Immune-based therapy shows promise against advanced breast cancers


WEDNESDAY, Feb. 9, 2022 (HealthDay News) — An experimental therapy that harnesses the body’s tumor-fighting immune cells may be effective for some women with advanced breast cancerearly research suggests.

The findings come from an ongoing trial at the US National Cancer Institute (NCI). It is testing a new approach to treat women whose breast cancer has spread throughout the body and is not responding to standard therapies.

The researchers call it a “highly personalized” way of immunotherapy used by patients themselves immune system T cells to attack your genetically unique cancer.

At this point, the team reports only six women who have undergone the immunotherapy. Three responded and have been cancer-free for at least 3.5 years, according to findings published online Feb. 1 in the Journal of Clinical Oncology.

“This is highly experimental and not yet approved by the Food and Drug Administration,” said lead researcher Dr.

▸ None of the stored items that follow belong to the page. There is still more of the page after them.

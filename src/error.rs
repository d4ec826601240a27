//! Typed failures surfaced by the store, the transfer codec and the library
//!
//! None of the non-fatal errors leave the store partially mutated: a failed
//! commit discards the working copy, and decode failures happen before any
//! transaction starts.

use std::path::PathBuf;
use thiserror::Error;

use crate::model::EntityKind;

/// Integrity rule broken by a pending transaction
#[derive(Debug, Clone, PartialEq, Eq, Error)]
pub enum Violation {
    #[error("user {user} already has a preset named '{name}'")]
    DuplicatePresetName { user: String, name: String },

    #[error("color pair '{0}' exists more than once")]
    DuplicateColorCode(String),

    #[error("effect '{0}' exists more than once")]
    DuplicateEffectName(String),

    #[error("user name '{0}' is used more than once")]
    DuplicateUserName(String),

    #[error("more than one user is marked as owner")]
    MultipleOwners,

    /// NaN and infinities cannot be written to or read from JSON
    #[error("{kind} #{id} has a non-finite {field}")]
    NonFiniteValue {
        kind: EntityKind,
        id: u64,
        field: &'static str,
    },

    #[error("{from} references missing {kind} #{id}")]
    DanglingReference {
        from: String,
        kind: EntityKind,
        id: u64,
    },

    #[error("{kind} #{id} is not owned by exactly one parent ({owners} owners)")]
    OrphanedChild {
        kind: EntityKind,
        id: u64,
        owners: usize,
    },
}

/// Commit rejected; the committed graph is unchanged
#[derive(Debug, Error)]
pub enum SaveFailure {
    #[error("constraint violation: {0}")]
    Constraint(#[from] Violation),

    #[error("failed to persist graph: {0}")]
    Persist(String),
}

#[derive(Debug, Error)]
pub enum StoreError {
    #[error("{collection} #{id} not found")]
    NotFound { collection: EntityKind, id: u64 },

    #[error(transparent)]
    Save(#[from] SaveFailure),

    /// Unrecoverable: the binary exits when this happens at startup
    #[error("failed to open store at {path}: {message}")]
    Init { path: PathBuf, message: String },
}

impl StoreError {
    pub fn not_found(collection: EntityKind, id: u64) -> Self {
        StoreError::NotFound { collection, id }
    }

    pub fn is_save_failure(&self) -> bool {
        matches!(self, StoreError::Save(_))
    }
}

impl From<Violation> for StoreError {
    fn from(violation: Violation) -> Self {
        StoreError::Save(SaveFailure::Constraint(violation))
    }
}

/// Import/export failures
#[derive(Debug, Error)]
pub enum TransferError {
    /// Malformed record: wrong structure, wrong types or bad base64
    #[error("failed to decode preset file: {0}")]
    Decode(#[source] serde_json::Error),

    #[error("failed to encode preset: {0}")]
    Encode(#[source] serde_json::Error),

    #[error("access denied to {}", .0.display())]
    AccessDenied(PathBuf),

    #[error("i/o error on {}: {source}", path.display())]
    Io {
        path: PathBuf,
        #[source]
        source: std::io::Error,
    },

    #[error("background read did not complete")]
    WorkerLost,

    #[error(transparent)]
    Store(#[from] StoreError),
}

impl TransferError {
    /// Map an I/O error on a picked file, keeping permission problems distinct
    pub fn from_io(path: impl Into<PathBuf>, source: std::io::Error) -> Self {
        let path = path.into();
        if source.kind() == std::io::ErrorKind::PermissionDenied {
            TransferError::AccessDenied(path)
        } else {
            TransferError::Io { path, source }
        }
    }
}

#[derive(Debug, Error)]
pub enum LibraryError {
    #[error("no owner profile has been set up")]
    NoOwner,

    #[error("owner profile '{0}' already exists")]
    OwnerExists(String),

    #[error("no preset named '{0}'")]
    UnknownPreset(String),

    #[error("no color pair '{0}'")]
    UnknownColor(String),

    #[error("no effect named '{0}'")]
    UnknownEffect(String),

    #[error(transparent)]
    Store(#[from] StoreError),

    #[error(transparent)]
    Transfer(#[from] TransferError),
}

impl From<SaveFailure> for LibraryError {
    fn from(failure: SaveFailure) -> Self {
        LibraryError::Store(StoreError::Save(failure))
    }
}
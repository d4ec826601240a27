//! Live preset queries
//!
//! A watch keeps the last sorted result of a filter and re-reads it only
//! after a commit touched the preset collection.

use tokio::sync::broadcast::{self, error::TryRecvError};
use tracing::debug;

use super::events::ChangeEvent;
use super::graph::{PresetFilter, SortOrder};
use super::EntityStore;
use crate::model::{EntityKind, Preset};

pub struct PresetWatch<'s> {
    store: &'s EntityStore,
    filter: PresetFilter,
    events: broadcast::Receiver<ChangeEvent>,
    current: Vec<Preset>,
}

impl<'s> PresetWatch<'s> {
    pub(super) fn new(store: &'s EntityStore, filter: PresetFilter) -> Self {
        // Subscribe before the first read so no commit slips in between
        let events = store.subscribe();
        let current = store.fetch_presets(&filter, SortOrder::ByName);
        Self {
            store,
            filter,
            events,
            current,
        }
    }

    pub fn current(&self) -> &[Preset] {
        &self.current
    }

    pub fn filter(&self) -> &PresetFilter {
        &self.filter
    }

    /// Drain pending change events and re-read if any preset changed.
    /// Returns `true` when the result was re-read.
    pub fn refresh(&mut self) -> bool {
        let mut stale = false;
        loop {
            match self.events.try_recv() {
                Ok(event) => stale |= event.collection == EntityKind::Preset,
                Err(TryRecvError::Lagged(skipped)) => {
                    debug!(skipped, "Preset watch lagged behind, re-reading");
                    stale = true;
                }
                Err(TryRecvError::Empty) | Err(TryRecvError::Closed) => break,
            }
        }

        if stale {
            self.current = self.store.fetch_presets(&self.filter, SortOrder::ByName);
        }
        stale
    }
}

Steven Rosenberg, chief of the surgery branch at the NCI Center for Cancer Research.

But, he said, the initial findings offer “hope.”

Rosenberg said the results also run counter to the traditional “dogma” that breast cancer does not usually elicit a large immune response and therefore is generally not amenable to immunotherapy.

Immunotherapy refers to any treatment that uses the defenses of the immune system to fight a disease. There are several forms of cancer immunotherapy already approved, but not all types of cancer respond well to these drugs.

Melanoma it’s an excellent example of a cancer that responds well, Rosenberg said. Melanoma Tumors carry many mutations, which can generate a strong immune reaction. Y immunotherapy (particularly drugs called checkpoint inhibitors) has transformed the treatment of advanced melanoma.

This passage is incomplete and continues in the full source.